Biomedical engineering professors Kaiming Ye and Sha Jin are focusing on potential diabetes treatment options by trying to "grow" a functioning three-dimensional model of a pancreas and creating new cells that produce insulin.

According to Ye, the most efficient way to grow cells is on a 3D scale because our cell cultures float in a 3D environment. The problem with growing cells in a Petri dish is that all these essential building blocks of life are only two-dimensional.

By creating this new printing technology, researchers can arrange the cells in a way that resembles the conditions of real human organs. Specifically for patients with diabetes, new personalized cells called islets can be created to keep blood sugars at a regulated level.

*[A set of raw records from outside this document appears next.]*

use std::sync::Arc;

use metrics::{counter, histogram};
use tokio::time::Instant;
use tracing::{info, instrument, warn};

use super::messages::{
    AuthenticateRequest, AuthenticationResult, BeginChallengeRequest, BindRequest,
    ChallengeGrant, CheckResponseRequest, FinishChallengeRequest,
};
use super::peer::PeerService;
use super::rpc::{Dispatcher, PeerRequest};
use super::session::AuthId;
use crate::protocol::ClientInit;
use crate::{Error, Result};

/// Client-facing entry point of one server.
///
/// Any server can lead a round: it calls every server, itself included, in
/// ascending index order and feeds each reply into the next call. The first
/// failure aborts the round; state already committed on earlier servers stays.
#[derive(Clone)]
pub struct Coordinator {
    dispatcher: Dispatcher,
}

impl Coordinator {
    /// Creates a coordinator over `dispatcher`.
    pub fn new(dispatcher: Dispatcher) -> Self {
        Self { dispatcher }
    }

    /// The service this coordinator runs in-process.
    pub fn local(&self) -> &Arc<PeerService> {
        self.dispatcher.local()
    }

    /// Runs challenge generation on every server.
    #[instrument(skip(self, client_data), fields(group = %client_data.group_id, auth_id = tracing::field::Empty))]
    pub async fn request_challenge(&self, client_data: ClientInit) -> Result<ChallengeGrant> {
        let start = Instant::now();
        counter!("daga.request_challenge.requests").increment(1);

        let result = self.run_challenge_round(client_data).await;

        histogram!("daga.request_challenge.duration").record(start.elapsed().as_secs_f64());
        match &result {
            Ok(grant) => {
                counter!("daga.request_challenge.success").increment(1);
                info!(auth_id = %grant.auth_id, "Challenge issued");
            }
            Err(e) => {
                counter!("daga.request_challenge.failure").increment(1);
                warn!(error = %e, "Challenge generation failed");
            }
        }
        result
    }

    /// Runs response verification and tag binding on every server.
    #[instrument(skip(self, request), fields(auth_id = %request.auth_id))]
    pub async fn authenticate(&self, request: AuthenticateRequest) -> Result<AuthenticationResult> {
        let start = Instant::now();
        counter!("daga.authenticate.requests").increment(1);

        let result = self.run_authentication_round(request).await;

        histogram!("daga.authenticate.duration").record(start.elapsed().as_secs_f64());
        match &result {
            Ok(outcome) => {
                counter!("daga.authenticate.success").increment(1);
                info!(tag = %outcome.tag, "Authentication bound");
            }
            Err(e) => {
                counter!("daga.authenticate.failure").increment(1);
                warn!(error = %e, "Authentication failed");
            }
        }
        result
    }

    async fn run_challenge_round(&self, client_data: ClientInit) -> Result<ChallengeGrant> {
        let group = client_data.group_id;
        let servers = self.local().membership(&group)?.context.server_count();
        let auth_id = AuthId::generate();
        tracing::Span::current().record("auth_id", auth_id.as_str());

        let mut parts = Vec::with_capacity(servers);
        for server in 0..servers {
            let request = PeerRequest::BeginChallengeGeneration(BeginChallengeRequest {
                auth_id: auth_id.clone(),
                client_data: client_data.clone(),
            });
            parts.push(
                self.dispatcher
                    .call(&group, server, request)
                    .await?
                    .into_share(server)?,
            );
        }

        let mut challenge = None;
        let mut sigs = Vec::with_capacity(servers);
        for server in 0..servers {
            let request = PeerRequest::FinishChallengeGeneration(FinishChallengeRequest {
                auth_id: auth_id.clone(),
                parts: parts.clone(),
            });
            let signed = self
                .dispatcher
                .call(&group, server, request)
                .await?
                .into_challenge(server)?;

            if *challenge.get_or_insert(signed.challenge) != signed.challenge {
                return Err(Error::PeerProtocolError {
                    server,
                    reason: "Server computed a different challenge".to_string(),
                });
            }
            sigs.push(signed.sig);
        }

        let challenge = challenge.ok_or_else(|| {
            Error::InvalidParams("Authentication context lists no servers".to_string())
        })?;
        Ok(ChallengeGrant {
            auth_id,
            challenge,
            sigs,
        })
    }

    async fn run_authentication_round(
        &self,
        request: AuthenticateRequest,
    ) -> Result<AuthenticationResult> {
        let AuthenticateRequest {
            auth_id,
            response,
            bind,
        } = request;

        // Fails with UnknownSession before any peer is contacted.
        let session = self.local().store().get(&auth_id).await?;
        let group = session.group_id;
        let servers = self.local().membership(&group)?.context.server_count();

        let mut proofs = Vec::with_capacity(servers);
        for server in 0..servers {
            let request = PeerRequest::CheckChallengeResponse(CheckResponseRequest {
                auth_id: auth_id.clone(),
                response: response.clone(),
                server_proofs: proofs.clone(),
            });
            let reply = self
                .dispatcher
                .call(&group, server, request)
                .await?
                .into_proof(server)?;
            proofs.push(reply.proof);
        }

        let mut tag = None;
        let mut tag_sigs = Vec::with_capacity(servers);
        let mut binding_sigs = Vec::with_capacity(servers);
        for server in 0..servers {
            let request = PeerRequest::BindLinkageTag(BindRequest {
                auth_id: auth_id.clone(),
                bind: bind.clone(),
                server_proofs: proofs.clone(),
            });
            let reply = self
                .dispatcher
                .call(&group, server, request)
                .await?
                .into_binding(server)?;

            if *tag.get_or_insert(reply.tag) != reply.tag {
                return Err(Error::PeerProtocolError {
                    server,
                    reason: "Server bound a different linkage tag".to_string(),
                });
            }
            tag_sigs.push(reply.tag_sig);
            binding_sigs.push(reply.binding_sig);
        }

        let tag = tag.ok_or_else(|| {
            Error::InvalidParams("Authentication context lists no servers".to_string())
        })?;
        Ok(AuthenticationResult {
            tag,
            tag_sigs,
            binding_sigs,
        })
    }
}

"The most efficient treatment for diabetes is islet transplantations," Ye said. "However, because of the scarcity of donors, islet transplantations are not available to the majority of diabetic patients."

A few steps must be taken before a 3D model of a pancreas or any other part of the anatomy can be created. First, the printed organ must be alive. To address this, Jin's lab created a vascular system with vessels that pump blood, sending oxygen and nutrients to the cells. Secondly, scientists are still looking for ways to produce pure islet cells. Jin's lab is working on solving this medical dilemma by using cells that can differentiate themselves into any cell type in the body. These cells are known as "pluripotent stem cells" and are believed to have the capability to become islet cells.

With help from a $300,000 grant from the National Science Foundation, Ye hopes to increase the number of potential donors for islet cell transplants.

The need for this personalized medical treatment is becoming increasingly apparent, Ye said.

"The number of diabetes patients goes up every year, so the prevalence of diabetes is a big problem," Ye said. "This research could provide an unlimited cell source for islet transplantation."